> **Data provided**:
* * *
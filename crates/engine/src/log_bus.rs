// SPDX-License-Identifier: BUSL-1.1
// Copyright (c) 2026 Alfred Jean LLC

//! Per-job log fan-out: every byte chunk the executor produces is appended
//! to `job.log` and broadcast to zero-or-more live subscribers.
//!
//! The file write is the authoritative record: it happens first and
//! synchronously, so a lagging or absent subscriber never loses data that
//! made it to disk. Subscriber delivery rides on `tokio::sync::broadcast`,
//! whose fixed-capacity ring naturally gives drop-oldest-per-subscriber
//! behavior — a subscriber that falls behind gets `RecvError::Lagged`
//! instead of blocking the writer or every other subscriber.

use grove_core::Error;
use parking_lot::Mutex;
use std::fs::{File, OpenOptions};
use std::io::Write;
use std::path::{Path, PathBuf};
use std::sync::Arc;
use tokio::sync::broadcast;

const SUBSCRIBER_BUFFER: usize = 1024;

/// Owns one job's `job.log` file and fans every appended chunk out to
/// subscribers. Cheap to clone; clones share the same file handle and
/// broadcast channel.
#[derive(Clone)]
pub struct LogBus {
    path: PathBuf,
    file: Arc<Mutex<File>>,
    tx: broadcast::Sender<Vec<u8>>,
}

impl LogBus {
    /// Opens (creating if needed) `path` for append and wires up the
    /// broadcast channel. Parent directories must already exist.
    pub fn create(path: impl Into<PathBuf>) -> Result<Self, Error> {
        let path = path.into();
        if let Some(parent) = path.parent() {
            std::fs::create_dir_all(parent).map_err(|e| Error::io(parent, e))?;
        }
        let file = OpenOptions::new()
            .create(true)
            .append(true)
            .open(&path)
            .map_err(|e| Error::io(&path, e))?;
        let (tx, _rx) = broadcast::channel(SUBSCRIBER_BUFFER);
        Ok(Self { path, file: Arc::new(Mutex::new(file)), tx })
    }

    pub fn path(&self) -> &Path {
        &self.path
    }

    /// Appends one chunk: file write first (authoritative), then fan-out.
    /// A send with no subscribers is a no-op, not an error.
    pub fn append(&self, chunk: &[u8]) -> Result<(), Error> {
        self.file.lock().write_all(chunk).map_err(|e| Error::io(&self.path, e))?;
        let _ = self.tx.send(chunk.to_vec());
        Ok(())
    }

    /// Attaches a new live subscriber. Detaching is just dropping the
    /// receiver.
    pub fn subscribe(&self) -> broadcast::Receiver<Vec<u8>> {
        self.tx.subscribe()
    }
}

#[cfg(test)]
#[path = "log_bus_tests.rs"]
mod tests;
* * *
Everything from the first line above through the line that contains "pub fn append(&self, chunk: &[u8])" should be duplicated exactly, please, and nothing beyond it.

> **The completed task**:
filename crates/engine/src/log_bus.rs
// SPDX-License-Identifier: BUSL-1.1
// Copyright (c) 2026 Alfred Jean LLC

//! Per-job log fan-out: every byte chunk the executor produces is appended
//! to `job.log` and broadcast to zero-or-more live subscribers.
//!
//! The file write is the authoritative record: it happens first and
//! synchronously, so a lagging or absent subscriber never loses data that
//! made it to disk. Subscriber delivery rides on `tokio::sync::broadcast`,
//! whose fixed-capacity ring naturally gives drop-oldest-per-subscriber
//! behavior — a subscriber that falls behind gets `RecvError::Lagged`
//! instead of blocking the writer or every other subscriber.

use grove_core::Error;
use parking_lot::Mutex;
use std::fs::{File, OpenOptions};
use std::io::Write;
use std::path::{Path, PathBuf};
use std::sync::Arc;
use tokio::sync::broadcast;

const SUBSCRIBER_BUFFER: usize = 1024;

/// Owns one job's `job.log` file and fans every appended chunk out to
/// subscribers. Cheap to clone; clones share the same file handle and
/// broadcast channel.
#[derive(Clone)]
pub struct LogBus {
    path: PathBuf,
    file: Arc<Mutex<File>>,
    tx: broadcast::Sender<Vec<u8>>,
}

impl LogBus {
    /// Opens (creating if needed) `path` for append and wires up the
    /// broadcast channel. Parent directories must already exist.
    pub fn create(path: impl Into<PathBuf>) -> Result<Self, Error> {
        let path = path.into();
        if let Some(parent) = path.parent() {
            std::fs::create_dir_all(parent).map_err(|e| Error::io(parent, e))?;
        }
        let file = OpenOptions::new()
            .create(true)
            .append(true)
            .open(&path)
            .map_err(|e| Error::io(&path, e))?;
        let (tx, _rx) = broadcast::channel(SUBSCRIBER_BUFFER);
        Ok(Self { path, file: Arc::new(Mutex::new(file)), tx })
    }

    pub fn path(&self) -> &Path {
        &self.path
    }

    /// Appends one chunk: file write first (authoritative), then fan-out.
    /// A send with no subscribers is a no-op, not an error.
    pub fn append(&self, chunk: &[u8]) -> Result<(), Error> {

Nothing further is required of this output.